SHBG
Sex hormone binding globulin — the protein that controls how much of your testosterone and estrogen is actually available for your body to use.
SHBG is a carrier protein made by your liver. It binds to testosterone and estrogen, controlling how much of each is "free" and available. If SHBG is too high, your free testosterone drops even if total testosterone looks normal. If it's too low, it can signal insulin resistance.
What is the SHBG test?
SHBG stands for sex hormone binding globulin. It's a protein your liver makes that grabs onto testosterone and estrogen in your blood and carries them around. While hormones are bound to SHBG, your body can't use them — only the "free" portion is biologically active.
Think of SHBG like a taxi. The hormones sitting in the taxi aren't doing anything yet — only the ones that have gotten out can actually work. Your SHBG level tells you how many taxis are on the road, which directly affects how much usable testosterone and estrogen you have.

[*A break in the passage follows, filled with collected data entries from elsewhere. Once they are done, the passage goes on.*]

// crates/respond-config/src/lib.rs
// ============================================================================
// Module: Respond Config Library
// Description: Canonical config model and validation for respond.toml.
// Purpose: Single source of truth for respond.toml semantics.
// Dependencies: respond-store-sqlite, serde, toml
// ============================================================================

//! ## Overview
//! `respond-config` defines the configuration model for the `respond` binary:
//! engine defaults and the admin gate, the store backend, the report
//! publisher, and the executable-response runner. Loading is strict and
//! fails closed on invalid input.

// ============================================================================
// SECTION: Modules
// ============================================================================

pub mod config;

// ============================================================================
// SECTION: Re-Exports
// ============================================================================

pub use config::*;
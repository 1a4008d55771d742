// crates/respond-core/tests/trigger_cache.rs
// ============================================================================
// Module: Trigger Cache Tests
// Description: Add, update, remove, and clear semantics of the trigger cache.
// Purpose: Ensure the cache mirrors trigger rows by identity.
// Dependencies: respond-core
// ============================================================================

//! Trigger cache unit behavior.

#![allow(
    clippy::panic,
    clippy::print_stdout,
    clippy::print_stderr,
    clippy::unwrap_used,
    clippy::expect_used,
    clippy::use_debug,
    clippy::dbg_macro,
    clippy::panic_in_result_fn,
    clippy::unwrap_in_result,
    reason = "Test-only output and panic-based assertions are permitted."
)]

use respond_core::ResponseId;
use respond_core::Timestamp;
use respond_core::Trigger;
use respond_core::TriggerCache;
use respond_core::TriggerId;

fn trigger(id: i64, text: &str) -> Trigger {
    Trigger {
        id: TriggerId::new(id),
        trigger: text.to_string(),
        chance: 0.5,
        response_id: ResponseId::new(1),
        created_by: "tester".to_string(),
        created_at: Timestamp::from_unix_millis(0),
        updated_at: Timestamp::from_unix_millis(0),
    }
}

#[test]
fn add_appends_entries() {
    let mut cache = TriggerCache::new();
    assert!(cache.is_empty());
    cache.add(trigger(1, "a"));
    cache.add(trigger(2, "b"));
    assert_eq!(cache.len(), 2);
    assert_eq!(cache.iter().map(|t| t.trigger.as_str()).collect::<Vec<_>>(), vec!["a", "b"]);
}

#[test]
fn remove_drops_every_entry_with_the_identity() {
    let mut cache = TriggerCache::new();
    cache.add(trigger(1, "a"));
    cache.add(trigger(1, "stale copy"));
    cache.add(trigger(2, "b"));
    assert_eq!(cache.remove(TriggerId::new(1)), 2);
    assert_eq!(cache.len(), 1);
    assert!(cache.contains(TriggerId::new(2)));
    assert_eq!(cache.remove(TriggerId::new(9)), 0);
}

#[test]
fn update_merges_by_identity() {
    let mut cache = TriggerCache::new();
    cache.add(trigger(1, "a"));
    let mut changed = trigger(1, "renamed");
    changed.chance = 0.9;
    assert!(cache.update(&changed));
    let cached = cache.get(TriggerId::new(1)).unwrap();
    assert_eq!(cached.trigger, "renamed");
    assert!((cached.chance - 0.9).abs() < f64::EPSILON);
}

#[test]
fn update_of_unknown_identity_is_noop() {
    let mut cache = TriggerCache::new();
    cache.add(trigger(1, "a"));
    let before = cache.clone();
    assert!(!cache.update(&trigger(7, "ghost")));
    assert_eq!(cache, before);
}

#[test]
fn clear_empties_in_place() {
    let mut cache = TriggerCache::new();
    cache.extend([trigger(1, "a"), trigger(2, "b")]);
    cache.clear();
    assert!(cache.is_empty());
    assert!(cache.ids().is_empty());
    cache.add(trigger(3, "c"));
    assert_eq!(cache.ids().into_iter().collect::<Vec<_>>(), vec![TriggerId::new(3)]);
}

This is why you can have a perfectly "normal" total testosterone but still feel symptoms of low testosterone — if your SHBG is high, most of that testosterone is locked up and unavailable.
What your number means
| SHBG (nmol/L) | Men | Women |
|---|---|---|
| < 20 | Low — check insulin resistance, metabolic syndrome | Low — possible PCOS, insulin resistance |
| 20–55 | Optimal range for most men | Normal (low-mid range) |
| 40–120 | High end — free T may be low | Optimal range for most women |
| > 70 (men) / > 150 (women) | Elevated — hormones likely under-available | Elevated — investigate cause |
SHBG is only meaningful alongside total testosterone, free testosterone, and estradiol. A high SHBG with normal total T means your free T is probably low. Always interpret SHBG as part of a hormone panel, not in isolation.
How to improve your SHBG
If SHBG is too high (and free testosterone is low):
- Strength training — resistance exercise is the most reliable way to lower SHBG naturally
- Boron supplementation — 6–10 mg/day has shown modest SHBG reduction in studies
- Adequate protein — low-calorie or very low-protein diets raise SHBG
- Magnesium and zinc — deficiency in either is associated with higher SHBG
- Reduce alcohol — regular drinking raises SHBG significantly
If SHBG is too low (possible metabolic issue):
- Address insulin resistance — low SHBG often points to high insulin; check fasting insulin and HOMA-IR
- Lose visceral fat — excess belly fat drives insulin up and SHBG down
- Reduce refined carbs — blood sugar spikes suppress SHBG production
- Consider berberine or metformin — if insulin resistance is confirmed, these can help normalise both insulin and SHBG
See your full hormone picture in one place
eterni tracks SHBG alongside testosterone, estradiol, and free T — so you understand what's actually happening, not just what the numbers say.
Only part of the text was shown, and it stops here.